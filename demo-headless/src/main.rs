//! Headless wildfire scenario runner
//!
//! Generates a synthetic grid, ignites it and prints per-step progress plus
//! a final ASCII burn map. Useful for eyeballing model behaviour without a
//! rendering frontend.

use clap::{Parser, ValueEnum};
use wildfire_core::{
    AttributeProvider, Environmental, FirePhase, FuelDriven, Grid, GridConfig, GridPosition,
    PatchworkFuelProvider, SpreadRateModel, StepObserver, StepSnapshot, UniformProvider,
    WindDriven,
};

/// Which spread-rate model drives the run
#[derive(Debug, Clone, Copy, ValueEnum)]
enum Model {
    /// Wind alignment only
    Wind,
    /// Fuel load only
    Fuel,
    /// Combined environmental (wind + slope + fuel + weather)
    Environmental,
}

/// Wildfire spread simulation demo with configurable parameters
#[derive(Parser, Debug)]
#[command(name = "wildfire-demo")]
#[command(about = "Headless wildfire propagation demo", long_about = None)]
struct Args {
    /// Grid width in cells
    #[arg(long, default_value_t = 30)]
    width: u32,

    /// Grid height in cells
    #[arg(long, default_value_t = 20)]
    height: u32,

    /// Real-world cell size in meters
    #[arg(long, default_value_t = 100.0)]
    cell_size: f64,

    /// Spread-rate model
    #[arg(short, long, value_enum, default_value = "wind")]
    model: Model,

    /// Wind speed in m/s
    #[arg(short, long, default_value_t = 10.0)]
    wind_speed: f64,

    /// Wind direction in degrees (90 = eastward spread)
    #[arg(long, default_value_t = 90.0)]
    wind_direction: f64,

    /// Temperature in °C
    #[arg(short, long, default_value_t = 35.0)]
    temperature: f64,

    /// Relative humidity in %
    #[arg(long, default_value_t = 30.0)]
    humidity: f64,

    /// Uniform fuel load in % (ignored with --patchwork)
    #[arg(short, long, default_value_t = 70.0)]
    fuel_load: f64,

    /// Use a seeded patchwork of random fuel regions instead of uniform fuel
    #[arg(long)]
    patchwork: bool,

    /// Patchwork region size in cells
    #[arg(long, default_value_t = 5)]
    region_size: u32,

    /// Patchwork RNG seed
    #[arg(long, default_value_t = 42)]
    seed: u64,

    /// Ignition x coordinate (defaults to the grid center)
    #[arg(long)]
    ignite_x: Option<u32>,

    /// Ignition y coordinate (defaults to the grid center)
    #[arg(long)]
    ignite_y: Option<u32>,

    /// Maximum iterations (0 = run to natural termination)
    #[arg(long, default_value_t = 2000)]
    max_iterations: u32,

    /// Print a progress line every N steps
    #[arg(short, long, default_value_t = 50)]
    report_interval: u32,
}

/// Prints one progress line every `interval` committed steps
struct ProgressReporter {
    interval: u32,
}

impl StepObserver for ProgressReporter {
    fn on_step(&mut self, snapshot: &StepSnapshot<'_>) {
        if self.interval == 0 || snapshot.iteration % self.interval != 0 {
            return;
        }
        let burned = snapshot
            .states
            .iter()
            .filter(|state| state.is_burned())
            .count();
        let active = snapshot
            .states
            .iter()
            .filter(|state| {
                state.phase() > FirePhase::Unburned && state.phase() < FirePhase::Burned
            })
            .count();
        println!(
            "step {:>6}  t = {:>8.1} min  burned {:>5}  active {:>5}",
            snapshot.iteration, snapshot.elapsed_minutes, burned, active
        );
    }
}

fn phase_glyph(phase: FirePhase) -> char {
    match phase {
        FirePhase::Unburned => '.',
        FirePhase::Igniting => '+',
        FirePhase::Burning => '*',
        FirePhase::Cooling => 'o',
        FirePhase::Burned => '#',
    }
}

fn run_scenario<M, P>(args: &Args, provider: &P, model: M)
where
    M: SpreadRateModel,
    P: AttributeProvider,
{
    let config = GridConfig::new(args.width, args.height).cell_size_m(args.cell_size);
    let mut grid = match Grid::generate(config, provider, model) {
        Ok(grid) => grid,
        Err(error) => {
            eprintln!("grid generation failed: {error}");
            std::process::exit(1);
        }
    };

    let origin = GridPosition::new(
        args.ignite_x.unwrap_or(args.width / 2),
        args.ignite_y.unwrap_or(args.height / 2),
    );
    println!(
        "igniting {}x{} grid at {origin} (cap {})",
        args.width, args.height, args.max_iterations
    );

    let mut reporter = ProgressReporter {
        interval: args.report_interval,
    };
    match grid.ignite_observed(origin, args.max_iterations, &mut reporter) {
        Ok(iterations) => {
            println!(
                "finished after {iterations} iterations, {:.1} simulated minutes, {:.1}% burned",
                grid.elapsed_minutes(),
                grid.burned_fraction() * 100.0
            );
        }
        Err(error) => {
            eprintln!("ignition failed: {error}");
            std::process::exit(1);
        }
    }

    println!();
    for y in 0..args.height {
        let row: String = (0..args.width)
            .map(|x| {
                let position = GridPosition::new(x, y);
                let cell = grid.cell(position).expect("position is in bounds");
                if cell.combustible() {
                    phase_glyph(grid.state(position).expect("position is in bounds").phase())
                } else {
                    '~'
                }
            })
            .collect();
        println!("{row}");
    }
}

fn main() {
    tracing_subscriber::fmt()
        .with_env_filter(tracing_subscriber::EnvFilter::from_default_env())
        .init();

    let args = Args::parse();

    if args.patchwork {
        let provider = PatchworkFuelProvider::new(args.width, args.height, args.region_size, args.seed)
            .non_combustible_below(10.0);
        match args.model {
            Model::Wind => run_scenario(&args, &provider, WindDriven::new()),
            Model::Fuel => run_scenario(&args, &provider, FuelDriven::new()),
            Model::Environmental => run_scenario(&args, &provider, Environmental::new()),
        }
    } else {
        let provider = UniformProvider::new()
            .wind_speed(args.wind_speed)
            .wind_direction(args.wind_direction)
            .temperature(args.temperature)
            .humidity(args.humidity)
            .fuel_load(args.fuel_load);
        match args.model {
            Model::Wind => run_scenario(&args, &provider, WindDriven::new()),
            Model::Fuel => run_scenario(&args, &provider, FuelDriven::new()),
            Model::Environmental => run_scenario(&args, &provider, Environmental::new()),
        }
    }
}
+++++
- **Exercise brief**: Scan the preceding listing for the string "derive" and copy every line where it occurs.

- **Task response**:
#[derive(Debug, Clone, Copy, ValueEnum)]
#[derive(Parser, Debug)]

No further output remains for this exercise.